### Brief
Two lines below mark the span: the one containing "repository bd66c9fa5d3984d8" and the one containing "#[serde(deny_unknown_fields)]". Set down both, plus every line between, exactly as they stand, and nothing else.
═════ Extracted records ═════
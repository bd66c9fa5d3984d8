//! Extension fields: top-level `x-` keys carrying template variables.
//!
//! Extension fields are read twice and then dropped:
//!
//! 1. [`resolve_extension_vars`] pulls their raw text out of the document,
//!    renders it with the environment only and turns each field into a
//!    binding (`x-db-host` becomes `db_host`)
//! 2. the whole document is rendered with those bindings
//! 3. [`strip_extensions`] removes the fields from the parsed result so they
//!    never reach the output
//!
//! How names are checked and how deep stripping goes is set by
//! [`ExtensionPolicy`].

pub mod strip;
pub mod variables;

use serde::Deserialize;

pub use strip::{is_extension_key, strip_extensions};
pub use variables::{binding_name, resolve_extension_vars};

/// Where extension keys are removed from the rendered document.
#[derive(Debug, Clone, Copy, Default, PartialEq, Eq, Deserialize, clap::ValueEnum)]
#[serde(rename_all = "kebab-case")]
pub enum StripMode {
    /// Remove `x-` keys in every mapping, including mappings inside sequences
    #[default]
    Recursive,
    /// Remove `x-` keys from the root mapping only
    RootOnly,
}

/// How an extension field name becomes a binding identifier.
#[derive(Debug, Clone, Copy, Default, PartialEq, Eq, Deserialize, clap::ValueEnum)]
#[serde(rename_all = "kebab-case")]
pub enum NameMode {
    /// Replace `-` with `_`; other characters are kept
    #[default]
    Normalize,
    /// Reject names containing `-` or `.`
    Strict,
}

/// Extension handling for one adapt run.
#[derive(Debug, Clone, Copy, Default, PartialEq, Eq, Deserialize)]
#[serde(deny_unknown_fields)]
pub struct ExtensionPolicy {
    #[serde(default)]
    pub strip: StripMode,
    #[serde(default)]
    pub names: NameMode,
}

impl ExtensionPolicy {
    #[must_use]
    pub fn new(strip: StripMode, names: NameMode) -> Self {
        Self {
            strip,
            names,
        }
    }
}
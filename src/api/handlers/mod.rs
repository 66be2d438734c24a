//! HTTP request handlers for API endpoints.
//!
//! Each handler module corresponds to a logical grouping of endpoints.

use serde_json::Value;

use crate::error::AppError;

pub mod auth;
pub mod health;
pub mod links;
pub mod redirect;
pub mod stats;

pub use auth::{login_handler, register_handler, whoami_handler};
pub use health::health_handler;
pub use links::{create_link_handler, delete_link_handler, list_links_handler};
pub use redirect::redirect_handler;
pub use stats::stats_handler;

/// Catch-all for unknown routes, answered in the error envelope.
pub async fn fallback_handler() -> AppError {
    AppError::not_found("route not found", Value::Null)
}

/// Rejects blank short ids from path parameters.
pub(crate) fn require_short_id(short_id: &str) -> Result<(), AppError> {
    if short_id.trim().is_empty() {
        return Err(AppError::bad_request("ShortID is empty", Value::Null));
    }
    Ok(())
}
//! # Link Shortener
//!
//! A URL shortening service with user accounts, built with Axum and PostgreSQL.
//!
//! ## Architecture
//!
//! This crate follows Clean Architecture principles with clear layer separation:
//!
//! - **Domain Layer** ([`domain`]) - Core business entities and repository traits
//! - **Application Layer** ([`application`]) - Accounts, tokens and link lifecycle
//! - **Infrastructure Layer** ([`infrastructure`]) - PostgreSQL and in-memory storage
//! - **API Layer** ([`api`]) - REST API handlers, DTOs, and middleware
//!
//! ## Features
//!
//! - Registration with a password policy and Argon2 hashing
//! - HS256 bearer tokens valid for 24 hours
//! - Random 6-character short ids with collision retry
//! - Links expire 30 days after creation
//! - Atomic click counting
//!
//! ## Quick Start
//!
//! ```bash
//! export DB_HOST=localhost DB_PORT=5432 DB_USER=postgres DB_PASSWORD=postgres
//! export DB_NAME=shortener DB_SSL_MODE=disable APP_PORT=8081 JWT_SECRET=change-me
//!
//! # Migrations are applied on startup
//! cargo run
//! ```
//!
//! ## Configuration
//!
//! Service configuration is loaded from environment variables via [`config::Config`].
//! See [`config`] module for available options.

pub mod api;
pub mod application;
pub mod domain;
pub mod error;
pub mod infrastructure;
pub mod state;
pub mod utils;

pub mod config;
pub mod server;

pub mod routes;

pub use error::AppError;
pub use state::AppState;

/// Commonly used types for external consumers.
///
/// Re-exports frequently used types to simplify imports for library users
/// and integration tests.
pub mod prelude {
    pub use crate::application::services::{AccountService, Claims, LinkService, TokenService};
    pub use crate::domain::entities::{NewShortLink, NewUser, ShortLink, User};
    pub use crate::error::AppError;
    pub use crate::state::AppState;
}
═════
═════ Extracted records ═════
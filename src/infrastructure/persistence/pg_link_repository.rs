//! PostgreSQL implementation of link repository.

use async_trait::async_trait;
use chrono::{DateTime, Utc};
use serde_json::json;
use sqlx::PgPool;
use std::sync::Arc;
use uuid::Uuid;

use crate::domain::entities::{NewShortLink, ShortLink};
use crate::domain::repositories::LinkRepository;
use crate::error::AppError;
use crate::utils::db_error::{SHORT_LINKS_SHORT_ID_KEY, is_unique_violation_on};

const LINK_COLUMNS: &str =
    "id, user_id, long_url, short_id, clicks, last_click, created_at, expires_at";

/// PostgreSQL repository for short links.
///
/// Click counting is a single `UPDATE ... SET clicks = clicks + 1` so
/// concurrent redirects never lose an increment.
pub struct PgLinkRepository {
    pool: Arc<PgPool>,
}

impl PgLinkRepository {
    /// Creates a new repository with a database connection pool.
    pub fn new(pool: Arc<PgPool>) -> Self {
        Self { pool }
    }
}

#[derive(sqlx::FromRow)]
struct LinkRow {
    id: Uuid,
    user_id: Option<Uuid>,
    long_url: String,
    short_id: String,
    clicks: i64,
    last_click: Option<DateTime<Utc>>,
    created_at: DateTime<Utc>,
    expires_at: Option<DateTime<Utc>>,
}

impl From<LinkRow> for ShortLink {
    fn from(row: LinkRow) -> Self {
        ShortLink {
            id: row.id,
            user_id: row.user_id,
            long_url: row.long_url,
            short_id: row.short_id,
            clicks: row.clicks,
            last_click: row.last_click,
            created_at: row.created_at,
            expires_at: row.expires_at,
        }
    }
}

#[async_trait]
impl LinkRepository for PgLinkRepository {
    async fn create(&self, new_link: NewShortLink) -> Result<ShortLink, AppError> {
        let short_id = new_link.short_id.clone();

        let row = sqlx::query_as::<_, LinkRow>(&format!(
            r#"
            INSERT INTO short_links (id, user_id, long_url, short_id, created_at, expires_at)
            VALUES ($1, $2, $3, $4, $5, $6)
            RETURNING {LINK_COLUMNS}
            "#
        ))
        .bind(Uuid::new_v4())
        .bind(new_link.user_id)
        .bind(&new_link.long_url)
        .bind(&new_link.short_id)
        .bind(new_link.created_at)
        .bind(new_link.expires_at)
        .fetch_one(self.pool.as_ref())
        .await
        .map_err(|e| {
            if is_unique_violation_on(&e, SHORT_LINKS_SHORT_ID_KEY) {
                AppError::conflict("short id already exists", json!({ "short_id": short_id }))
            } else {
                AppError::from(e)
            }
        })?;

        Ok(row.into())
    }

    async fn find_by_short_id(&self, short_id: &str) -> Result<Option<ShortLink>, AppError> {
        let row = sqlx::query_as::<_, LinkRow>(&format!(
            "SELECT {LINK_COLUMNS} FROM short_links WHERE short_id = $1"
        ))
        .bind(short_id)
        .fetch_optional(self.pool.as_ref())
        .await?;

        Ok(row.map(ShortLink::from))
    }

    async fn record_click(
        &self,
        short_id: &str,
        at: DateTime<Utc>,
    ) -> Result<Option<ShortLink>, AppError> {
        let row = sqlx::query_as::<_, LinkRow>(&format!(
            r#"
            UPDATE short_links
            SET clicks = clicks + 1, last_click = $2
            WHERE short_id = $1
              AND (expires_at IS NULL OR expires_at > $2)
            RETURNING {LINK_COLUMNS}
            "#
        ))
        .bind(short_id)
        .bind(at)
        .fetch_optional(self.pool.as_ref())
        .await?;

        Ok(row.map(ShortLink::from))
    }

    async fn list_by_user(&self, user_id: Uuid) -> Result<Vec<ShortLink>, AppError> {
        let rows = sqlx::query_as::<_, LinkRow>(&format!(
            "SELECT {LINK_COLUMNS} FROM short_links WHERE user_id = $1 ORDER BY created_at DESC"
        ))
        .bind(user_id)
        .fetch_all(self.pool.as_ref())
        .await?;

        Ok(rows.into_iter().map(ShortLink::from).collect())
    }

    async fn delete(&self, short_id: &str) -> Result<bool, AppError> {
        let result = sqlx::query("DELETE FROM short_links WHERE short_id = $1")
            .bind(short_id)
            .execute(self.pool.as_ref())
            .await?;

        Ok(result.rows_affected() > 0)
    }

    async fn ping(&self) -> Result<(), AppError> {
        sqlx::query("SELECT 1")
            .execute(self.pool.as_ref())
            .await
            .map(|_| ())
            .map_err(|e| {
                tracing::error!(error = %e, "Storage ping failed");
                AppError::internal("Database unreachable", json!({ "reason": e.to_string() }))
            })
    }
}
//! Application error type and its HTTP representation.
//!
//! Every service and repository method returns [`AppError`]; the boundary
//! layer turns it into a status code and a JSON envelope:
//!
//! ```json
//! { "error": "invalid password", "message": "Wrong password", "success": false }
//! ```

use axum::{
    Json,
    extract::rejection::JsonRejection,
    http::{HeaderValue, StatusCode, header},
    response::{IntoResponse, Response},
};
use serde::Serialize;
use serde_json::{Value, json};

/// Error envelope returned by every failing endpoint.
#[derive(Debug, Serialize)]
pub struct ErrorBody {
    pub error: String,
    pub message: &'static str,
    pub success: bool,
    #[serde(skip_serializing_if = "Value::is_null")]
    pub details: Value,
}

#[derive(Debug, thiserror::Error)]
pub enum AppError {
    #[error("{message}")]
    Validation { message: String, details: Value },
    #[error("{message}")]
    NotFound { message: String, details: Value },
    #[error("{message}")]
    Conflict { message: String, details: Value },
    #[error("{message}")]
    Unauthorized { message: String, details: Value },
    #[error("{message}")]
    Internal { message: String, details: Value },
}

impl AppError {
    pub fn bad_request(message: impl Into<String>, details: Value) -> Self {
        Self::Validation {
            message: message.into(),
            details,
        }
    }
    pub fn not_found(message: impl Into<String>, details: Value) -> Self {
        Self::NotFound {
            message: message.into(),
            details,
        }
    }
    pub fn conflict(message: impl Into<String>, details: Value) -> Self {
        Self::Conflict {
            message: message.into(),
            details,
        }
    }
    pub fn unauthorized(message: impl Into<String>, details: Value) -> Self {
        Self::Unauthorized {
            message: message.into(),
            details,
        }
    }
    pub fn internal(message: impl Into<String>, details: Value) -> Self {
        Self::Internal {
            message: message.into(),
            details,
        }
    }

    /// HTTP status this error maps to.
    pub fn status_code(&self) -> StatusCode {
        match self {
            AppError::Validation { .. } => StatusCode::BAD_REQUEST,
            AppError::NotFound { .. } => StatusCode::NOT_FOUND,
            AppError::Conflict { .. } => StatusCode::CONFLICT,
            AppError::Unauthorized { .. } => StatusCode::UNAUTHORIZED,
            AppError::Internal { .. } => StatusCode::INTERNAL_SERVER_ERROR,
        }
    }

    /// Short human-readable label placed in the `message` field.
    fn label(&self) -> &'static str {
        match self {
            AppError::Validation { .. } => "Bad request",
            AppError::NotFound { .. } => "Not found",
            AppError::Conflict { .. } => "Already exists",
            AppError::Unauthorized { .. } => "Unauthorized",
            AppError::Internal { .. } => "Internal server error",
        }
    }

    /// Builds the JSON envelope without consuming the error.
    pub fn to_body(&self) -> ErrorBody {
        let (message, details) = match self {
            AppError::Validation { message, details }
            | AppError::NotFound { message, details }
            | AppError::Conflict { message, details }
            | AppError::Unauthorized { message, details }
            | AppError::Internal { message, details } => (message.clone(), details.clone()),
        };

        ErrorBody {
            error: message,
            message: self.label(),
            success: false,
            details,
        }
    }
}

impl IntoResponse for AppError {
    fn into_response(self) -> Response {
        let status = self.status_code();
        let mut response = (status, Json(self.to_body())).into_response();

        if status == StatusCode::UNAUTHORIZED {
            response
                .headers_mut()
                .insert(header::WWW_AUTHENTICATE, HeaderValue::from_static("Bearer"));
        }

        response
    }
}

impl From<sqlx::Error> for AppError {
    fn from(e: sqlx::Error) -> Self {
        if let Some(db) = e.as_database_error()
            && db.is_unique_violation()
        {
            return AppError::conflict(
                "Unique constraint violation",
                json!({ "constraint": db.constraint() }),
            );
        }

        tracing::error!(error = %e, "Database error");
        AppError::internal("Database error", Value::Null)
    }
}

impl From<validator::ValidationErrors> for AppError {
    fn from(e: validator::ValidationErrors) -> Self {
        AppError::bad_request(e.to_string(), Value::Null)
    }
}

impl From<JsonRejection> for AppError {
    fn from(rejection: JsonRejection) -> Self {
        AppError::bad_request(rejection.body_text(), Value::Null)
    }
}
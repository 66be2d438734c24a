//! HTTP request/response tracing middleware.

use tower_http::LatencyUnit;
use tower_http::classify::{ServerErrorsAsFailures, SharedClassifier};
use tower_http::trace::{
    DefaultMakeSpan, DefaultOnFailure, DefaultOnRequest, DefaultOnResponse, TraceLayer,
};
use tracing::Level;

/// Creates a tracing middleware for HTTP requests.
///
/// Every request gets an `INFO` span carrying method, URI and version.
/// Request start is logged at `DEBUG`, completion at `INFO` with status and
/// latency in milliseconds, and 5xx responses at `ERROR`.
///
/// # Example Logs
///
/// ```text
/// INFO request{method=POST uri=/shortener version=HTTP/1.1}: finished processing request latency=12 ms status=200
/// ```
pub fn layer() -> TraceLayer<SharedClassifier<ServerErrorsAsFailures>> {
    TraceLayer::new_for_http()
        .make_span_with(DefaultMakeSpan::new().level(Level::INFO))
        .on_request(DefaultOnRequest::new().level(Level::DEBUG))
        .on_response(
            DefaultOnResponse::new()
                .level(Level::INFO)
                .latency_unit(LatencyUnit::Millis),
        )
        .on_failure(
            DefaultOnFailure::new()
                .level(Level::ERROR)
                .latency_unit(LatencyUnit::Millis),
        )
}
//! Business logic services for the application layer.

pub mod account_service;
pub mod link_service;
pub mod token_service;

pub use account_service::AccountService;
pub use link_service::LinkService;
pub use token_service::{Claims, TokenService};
═════
### Exercise response
repository bd66c9fa5d3984d8
//! Extension fields: top-level `x-` keys carrying template variables.
//!
//! Extension fields are read twice and then dropped:
//!
//! 1. [`resolve_extension_vars`] pulls their raw text out of the document,
//!    renders it with the environment only and turns each field into a
//!    binding (`x-db-host` becomes `db_host`)
//! 2. the whole document is rendered with those bindings
//! 3. [`strip_extensions`] removes the fields from the parsed result so they
//!    never reach the output
//!
//! How names are checked and how deep stripping goes is set by
//! [`ExtensionPolicy`].

pub mod strip;
pub mod variables;

use serde::Deserialize;

pub use strip::{is_extension_key, strip_extensions};
pub use variables::{binding_name, resolve_extension_vars};

/// Where extension keys are removed from the rendered document.
#[derive(Debug, Clone, Copy, Default, PartialEq, Eq, Deserialize, clap::ValueEnum)]
#[serde(rename_all = "kebab-case")]
pub enum StripMode {
    /// Remove `x-` keys in every mapping, including mappings inside sequences
    #[default]
    Recursive,
    /// Remove `x-` keys from the root mapping only
    RootOnly,
}

/// How an extension field name becomes a binding identifier.
#[derive(Debug, Clone, Copy, Default, PartialEq, Eq, Deserialize, clap::ValueEnum)]
#[serde(rename_all = "kebab-case")]
pub enum NameMode {
    /// Replace `-` with `_`; other characters are kept
    #[default]
    Normalize,
    /// Reject names containing `-` or `.`
    Strict,
}

/// Extension handling for one adapt run.
#[derive(Debug, Clone, Copy, Default, PartialEq, Eq, Deserialize)]
#[serde(deny_unknown_fields)]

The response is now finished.